Stanamandl kenne ich eher von alpineren Regionen her, wo sie den Zweck erfüllen, bei Schneeauflage die verdeckten Markierungen zu ersetzen bzw. von weitem die Gehrichtung zu signalisieren.
Anbei: Ich habe den vorigen Beitrag irrtümlich ein zweites Mal gelesen und das ist mir erst am Ende aufgefallen. Also den Holzhammer auf mein Haupt! 😉
Lg
Bernhard
Lieber Bernhard,
das hast du ganz gut erkannt. Rein von der Etappenlänge war das machbar. Ich bevorzuge etwas zwischen 20 und 27 km, weiter gehe ich nur an Tagen, an denen es sich spontan so anfühlt. Ich muss aber wirklich zugeben, dass das ewige Auf und Ab nicht ohne war. Am Fluss entlang klingt ja immer erst einmal vergleichsweise moderat, aber gerade am Rhein ist so ein Fels dann gern mal zu Ende. Dann geht es spontan ganz runter und dann wieder ganz rauf auf den nächsten Fels.
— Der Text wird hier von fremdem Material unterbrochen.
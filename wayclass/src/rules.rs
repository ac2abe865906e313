//! # Tag vocabulary
//!
//! Maps a single `key=value` tag to a [`TagRule`].
//! Rules are data: a list of field assignments that
//! [`EdgeProperties::update`](crate::EdgeProperties::update) applies in order.
//! Dispatch happens on the key alone; unknown keys are ignored.
//!
//! References:
//! - <https://wiki.openstreetmap.org/wiki/Key:highway>
//! - <https://wiki.openstreetmap.org/wiki/Key:cycleway>
//! - <https://wiki.openstreetmap.org/wiki/Key:oneway>

use crate::{BikeAccess, CarAccess, Diagnostic, FootAccess, RoadClass};
use tracing::trace;

/// Sets one field of the record.
#[derive(Copy, Clone, Debug, Eq, PartialEq)]
pub enum Assignment {
    CarDirect(CarAccess),
    CarReverse(CarAccess),
    BikeDirect(BikeAccess),
    BikeReverse(BikeAccess),
    /// Sets the reverse bike access only while it is still unknown,
    /// so an explicit contraflow tag survives a later `oneway`.
    BikeReverseIfUnknown(BikeAccess),
    Foot(FootAccess),
}

/// What a single tag does to the record.
#[derive(Clone, Debug, Eq, PartialEq)]
pub enum TagRule {
    /// The tag has no bearing on routing attributes.
    Ignore,
    /// Apply the assignments, in order.
    Assign(&'static [Assignment]),
    /// An explicit speed limit, exactly as tagged.
    MaxSpeed(i32),
    /// The key is known but the value is not; the record stays untouched.
    Report(Diagnostic),
}

use Assignment::{BikeDirect, BikeReverse, BikeReverseIfUnknown, CarDirect, CarReverse, Foot};

const NON_MOTORIZED: &[Assignment] = &[
    BikeDirect(BikeAccess::Track),
    Foot(FootAccess::Allowed),
];

const fn shared_road(class: RoadClass) -> [Assignment; 3] {
    [
        CarDirect(CarAccess::Road(class)),
        Foot(FootAccess::Allowed),
        BikeDirect(BikeAccess::Allowed),
    ]
}

const fn motor_road(class: RoadClass) -> [Assignment; 3] {
    [
        CarDirect(CarAccess::Road(class)),
        Foot(FootAccess::Forbidden),
        BikeDirect(BikeAccess::Forbidden),
    ]
}

const PRIMARY: &[Assignment] = &shared_road(RoadClass::Primary);
const SECONDARY: &[Assignment] = &shared_road(RoadClass::Secondary);
const TERTIARY: &[Assignment] = &shared_road(RoadClass::Tertiary);
const RESIDENTIAL: &[Assignment] = &shared_road(RoadClass::Residential);
const MOTORWAY: &[Assignment] = &motor_road(RoadClass::Motorway);
const TRUNK: &[Assignment] = &motor_road(RoadClass::Trunk);

const FOOT_ALLOWED: &[Assignment] = &[Foot(FootAccess::Allowed)];
const FOOT_FORBIDDEN: &[Assignment] = &[Foot(FootAccess::Forbidden)];

const BIKE_DIRECT_ALLOWED: &[Assignment] = &[BikeDirect(BikeAccess::Allowed)];
const BIKE_DIRECT_FORBIDDEN: &[Assignment] = &[BikeDirect(BikeAccess::Forbidden)];
const BIKE_DIRECT_LANE: &[Assignment] = &[BikeDirect(BikeAccess::Lane)];
const BIKE_DIRECT_TRACK: &[Assignment] = &[BikeDirect(BikeAccess::Track)];
const BIKE_DIRECT_BUSWAY: &[Assignment] = &[BikeDirect(BikeAccess::Busway)];
const BIKE_REVERSE_ALLOWED: &[Assignment] = &[BikeReverse(BikeAccess::Allowed)];
const BIKE_REVERSE_LANE: &[Assignment] = &[BikeReverse(BikeAccess::Lane)];
const BIKE_REVERSE_TRACK: &[Assignment] = &[BikeReverse(BikeAccess::Track)];
const BIKE_REVERSE_BUSWAY: &[Assignment] = &[BikeReverse(BikeAccess::Busway)];

const ONEWAY: &[Assignment] = &[
    CarReverse(CarAccess::Forbidden),
    BikeReverseIfUnknown(BikeAccess::Forbidden),
];

/// Looks up the rule for a single tag.
pub fn classify(key: &str, value: &str) -> TagRule {
    match key {
        "highway" => highway(value),
        "pedestrian" | "foot" => foot(key, value),
        "cycleway" => cycleway(value),
        "bicycle" => bicycle(value),
        "busway" => busway(value),
        "oneway" => oneway(key, value),
        "junction" => junction(key, value),
        "maxspeed" => max_speed(value),
        _ => TagRule::Ignore,
    }
}

fn highway(value: &str) -> TagRule {
    TagRule::Assign(match value {
        "cycleway" | "path" | "footway" | "steps" | "pedestrian" => NON_MOTORIZED,
        "primary" | "primary_link" => PRIMARY,
        "secondary" => SECONDARY,
        "tertiary" => TERTIARY,
        "unclassified" | "residential" | "living_street" | "road" | "service" | "track" => {
            RESIDENTIAL
        }
        "motorway" | "motorway_link" => MOTORWAY,
        "trunk" | "trunk_link" => TRUNK,
        _ => {
            // Plenty of highway values (bus_stop, construction, ...) are not roads at all.
            trace!(value, "Ignoring highway value");
            return TagRule::Ignore;
        }
    })
}

fn foot(key: &str, value: &str) -> TagRule {
    match value {
        "yes" | "designated" | "permissive" => TagRule::Assign(FOOT_ALLOWED),
        "no" => TagRule::Assign(FOOT_FORBIDDEN),
        _ => unrecognized(key, value),
    }
}

fn cycleway(value: &str) -> TagRule {
    TagRule::Assign(match value {
        "track" => BIKE_DIRECT_TRACK,
        "opposite_lane" | "lane_left" => BIKE_REVERSE_LANE,
        "opposite_track" => BIKE_REVERSE_TRACK,
        "opposite" => BIKE_REVERSE_ALLOWED,
        "share_busway" => BIKE_DIRECT_BUSWAY,
        // Covers lane, yes, true and lane_in_the_middle along with anything unexpected
        _ => BIKE_DIRECT_LANE,
    })
}

/// `bicycle=true` is treated as allowed.
/// Older rule sets also listed it alongside `no`, but that branch could never be reached.
fn bicycle(value: &str) -> TagRule {
    match value {
        "yes" | "permissive" | "destination" | "designated" | "private" | "true" => {
            TagRule::Assign(BIKE_DIRECT_ALLOWED)
        }
        "no" => TagRule::Assign(BIKE_DIRECT_FORBIDDEN),
        _ => unrecognized("bicycle", value),
    }
}

fn busway(value: &str) -> TagRule {
    match value {
        "opposite_lane" | "opposite_track" => TagRule::Assign(BIKE_REVERSE_BUSWAY),
        // yes, track and lane, plus a fallback for anything else
        _ => TagRule::Assign(BIKE_DIRECT_BUSWAY),
    }
}

fn oneway(key: &str, value: &str) -> TagRule {
    match value {
        "yes" | "true" | "1" => TagRule::Assign(ONEWAY),
        _ => {
            trace!(key, value, "Not a forward oneway");
            TagRule::Ignore
        }
    }
}

fn junction(key: &str, value: &str) -> TagRule {
    match value {
        "roundabout" => TagRule::Assign(ONEWAY),
        _ => {
            trace!(key, value, "Not a roundabout");
            TagRule::Ignore
        }
    }
}

fn max_speed(value: &str) -> TagRule {
    match value.parse::<i32>() {
        Ok(speed) => TagRule::MaxSpeed(speed),
        Err(_) => TagRule::Report(Diagnostic::UnparsableMaxSpeed {
            value: value.to_string(),
        }),
    }
}

fn unrecognized(key: &str, value: &str) -> TagRule {
    TagRule::Report(Diagnostic::UnrecognizedValue {
        key: key.to_string(),
        value: value.to_string(),
    })
}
Mich haben auf dem Rheinsteig strenggenommen 3 Dinge ermüdet:
– das Wetter, denn das war – anders als an der Mosel – großteils ausbaufähig
– die eher kleine Anzahl an wegnahen Unterkünften, die dazu führte, dass ich reservieren musste, was wiederum dazu führte, dass ich meine Strecken festlegen musste. Kleine Ausreißer nach oben bei den Kilometern entfielen daraufhin.
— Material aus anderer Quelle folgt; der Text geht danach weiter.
#[cfg(feature = "serde")]
use serde::{Deserialize, Serialize};
use thiserror::Error;
use tracing::warn;

/// Advisory reports about tags that could not be interpreted.
///
/// None of these stop processing.
/// The record keeps whatever state it had before the offending tag.
#[derive(Clone, Debug, Error, Eq, PartialEq)]
#[cfg_attr(feature = "serde", derive(Serialize, Deserialize))]
#[cfg_attr(feature = "serde", serde(tag = "kind", rename_all = "snake_case"))]
pub enum Diagnostic {
    #[error("I don't know what to do with: {key}={value}")]
    UnrecognizedValue { key: String, value: String },
    #[error("Max speed value couldn't be parsed: {value}")]
    UnparsableMaxSpeed { value: String },
    #[error("Unknown road class code: {code}")]
    UnknownRoadClass { code: i32 },
}

/// Receives [`Diagnostic`]s as tags are processed.
pub trait DiagnosticSink {
    fn report(&mut self, diagnostic: Diagnostic);
}

/// Collects diagnostics as data.
impl DiagnosticSink for Vec<Diagnostic> {
    fn report(&mut self, diagnostic: Diagnostic) {
        self.push(diagnostic);
    }
}

impl<S: DiagnosticSink + ?Sized> DiagnosticSink for &mut S {
    fn report(&mut self, diagnostic: Diagnostic) {
        (**self).report(diagnostic);
    }
}

/// Emits every diagnostic as a `warn` level tracing event.
#[derive(Copy, Clone, Debug, Default)]
pub struct TracingSink;

impl DiagnosticSink for TracingSink {
    fn report(&mut self, diagnostic: Diagnostic) {
        warn!(%diagnostic, "Ignoring tag");
    }
}

#[cfg(test)]
mod tests {
    use super::*;

    #[test]
    fn test_display() {
        let diagnostic = Diagnostic::UnrecognizedValue {
            key: "bicycle".to_string(),
            value: "maybe".to_string(),
        };
        assert_eq!(
            diagnostic.to_string(),
            "I don't know what to do with: bicycle=maybe"
        );

        let diagnostic = Diagnostic::UnparsableMaxSpeed {
            value: "fast".to_string(),
        };
        assert_eq!(
            diagnostic.to_string(),
            "Max speed value couldn't be parsed: fast"
        );
    }

    #[test]
    fn test_forwarding_sink() {
        fn report_to(mut sink: impl DiagnosticSink) {
            sink.report(Diagnostic::UnknownRoadClass { code: 42 });
        }

        let mut collected = Vec::new();
        report_to(&mut collected);
        report_to(&mut collected);
        assert_eq!(
            collected,
            vec![
                Diagnostic::UnknownRoadClass { code: 42 },
                Diagnostic::UnknownRoadClass { code: 42 }
            ]
        );
    }
}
– die dauerhafte Einsamkeit, denn mir fehlte es völlig an Austausch. So gern ich allein laufe, so sehr mag ich es, abends Gleichgesinnte zu treffen. Dass dann auch noch so gut wie gar keine Cafés / Wirtshäuser entlang des Weges stehen, war das Tüpfelchen auf dem I.
Ich tue dem Rheinsteig sicher stellenweise unrecht, aber so richtig warm sind wir nie miteinander geworden.